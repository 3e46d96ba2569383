use std::fmt;
use std::str::FromStr;

use chrono::{DateTime, NaiveDate, Utc};
use serde::{Deserialize, Serialize};

use crate::normalize::{ids, text};

/// The structural family a venue's listing page belongs to. One adapter per variant.
#[derive(Serialize, Deserialize, Clone, Copy, Debug, PartialEq, Eq, Hash)]
#[serde(rename_all = "kebab-case")]
pub enum SourceFamily {
    CalendarWidget,
    StructuredData,
    Sitemap,
    TicketWidget,
    PerformerList,
}

impl SourceFamily {
    pub const ALL: [SourceFamily; 5] = [
        SourceFamily::CalendarWidget,
        SourceFamily::StructuredData,
        SourceFamily::Sitemap,
        SourceFamily::TicketWidget,
        SourceFamily::PerformerList,
    ];

    pub fn key(&self) -> &'static str {
        match self {
            SourceFamily::CalendarWidget => "calendar-widget",
            SourceFamily::StructuredData => "structured-data",
            SourceFamily::Sitemap => "sitemap",
            SourceFamily::TicketWidget => "ticket-widget",
            SourceFamily::PerformerList => "performer-list",
        }
    }
}

impl fmt::Display for SourceFamily {
    fn fmt(&self, f: &mut fmt::Formatter<'_>) -> fmt::Result {
        f.write_str(self.key())
    }
}

impl FromStr for SourceFamily {
    type Err = String;

    fn from_str(value: &str) -> Result<Self, Self::Err> {
        let wanted = value.trim().to_lowercase().replace('_', "-");
        SourceFamily::ALL
            .into_iter()
            .find(|family| family.key() == wanted)
            .ok_or_else(|| format!("unknown source family: {value}"))
    }
}

#[derive(Serialize, Deserialize, Clone, Debug, PartialEq)]
#[serde(rename_all = "camelCase")]
pub struct VenueConfig {
    pub slug: String,
    pub display_name: String,
    pub source_family: SourceFamily,
    pub source_url: String,
    pub city: String,
    pub state: String,
    #[serde(default, skip_serializing_if = "Option::is_none")]
    pub timezone: Option<String>,
}

impl VenueConfig {
    pub fn tz(&self) -> Option<chrono_tz::Tz> {
        self.timezone.as_deref().and_then(|name| name.parse().ok())
    }
}

#[derive(Serialize, Deserialize, Clone, Debug, PartialEq)]
#[serde(rename_all = "camelCase")]
pub struct PreviewEvent {
    pub id: String,
    pub title: String,
    pub date: String,
    pub venue_display_name: String,
}

#[derive(Serialize, Deserialize, Clone, Debug, PartialEq)]
#[serde(rename_all = "camelCase")]
pub struct DiscoveredEvent {
    pub id: String,
    pub title: String,
    pub date: String,
    pub venue_display_name: String,
    pub venue_slug: String,
    pub image_url: Option<String>,
    pub doors_time: Option<String>,
    pub show_time: Option<String>,
    pub ticket_url: Option<String>,
    pub event_url: Option<String>,
    pub artists: Vec<String>, // headliner first
    pub scraped_at: DateTime<Utc>,
    pub price: Option<String>,
    pub age_restriction: Option<String>,
    pub is_sold_out: Option<bool>,
    pub is_cancelled: Option<bool>,
    pub description: Option<String>,
}

impl DiscoveredEvent {
    pub fn headliner(&self) -> &str {
        self.artists.first().map(String::as_str).unwrap_or(&self.title)
    }
}

#[derive(Serialize, Deserialize, Clone, Debug, PartialEq)]
#[serde(rename_all = "camelCase")]
pub struct BatchPreviewResult {
    pub venue_slug: String,
    pub events: Vec<PreviewEvent>,
    #[serde(skip_serializing_if = "Option::is_none")]
    pub error: Option<String>,
}

/// Adapter-side working record. Adapters fill what their source exposes and
/// hand it to [`EventDraft::finish`], which is the only way a
/// [`DiscoveredEvent`] gets built.
#[derive(Clone, Debug, Default)]
pub struct EventDraft {
    pub id: String,
    pub title: String,
    pub date: Option<NaiveDate>,
    pub image_url: Option<String>,
    pub doors_time: Option<String>,
    pub show_time: Option<String>,
    pub ticket_url: Option<String>,
    pub event_url: Option<String>,
    pub artists: Vec<String>,
    pub price: Option<String>,
    pub age_restriction: Option<String>,
    pub is_sold_out: Option<bool>,
    pub is_cancelled: Option<bool>,
    pub description: Option<String>,
}

impl EventDraft {
    pub fn new(id: impl Into<String>, title: impl Into<String>, date: NaiveDate) -> Self {
        Self {
            id: id.into(),
            title: title.into(),
            date: Some(date),
            ..Self::default()
        }
    }

    pub fn date_string(&self) -> String {
        self.date
            .map(|date| date.format("%Y-%m-%d").to_string())
            .unwrap_or_default()
    }

    pub fn preview(&self, venue: &VenueConfig) -> PreviewEvent {
        PreviewEvent {
            id: self.id.clone(),
            title: self.title.clone(),
            date: self.date_string(),
            venue_display_name: venue.display_name.clone(),
        }
    }

    pub fn finish(self, venue: &VenueConfig) -> DiscoveredEvent {
        let date = self.date_string();
        let mut artists: Vec<String> = Vec::with_capacity(self.artists.len());
        for name in self.artists {
            let cleaned = text::clean_artist_name(&name);
            if cleaned.is_empty() || text::is_boilerplate(&cleaned) {
                continue;
            }
            if artists.iter().any(|seen| seen.eq_ignore_ascii_case(&cleaned)) {
                continue;
            }
            artists.push(cleaned);
        }
        if artists.is_empty() {
            artists = text::fallback_artists(&self.title);
        }

        DiscoveredEvent {
            id: self.id,
            title: self.title,
            date,
            venue_display_name: venue.display_name.clone(),
            venue_slug: venue.slug.clone(),
            image_url: self.image_url,
            doors_time: self.doors_time,
            show_time: self.show_time,
            ticket_url: self.ticket_url,
            event_url: self.event_url,
            artists,
            scraped_at: ids::next_scraped_at(),
            price: self.price,
            age_restriction: self.age_restriction,
            is_sold_out: self.is_sold_out,
            is_cancelled: self.is_cancelled,
            description: self.description,
        }
    }
}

__________

EXERCISE PROMPT -> Copy out every line of the entries where the string "CalendarWidget" shows up.

RESULT OF THIS TASK ->
    CalendarWidget,
        SourceFamily::CalendarWidget,
            SourceFamily::CalendarWidget => "calendar-widget",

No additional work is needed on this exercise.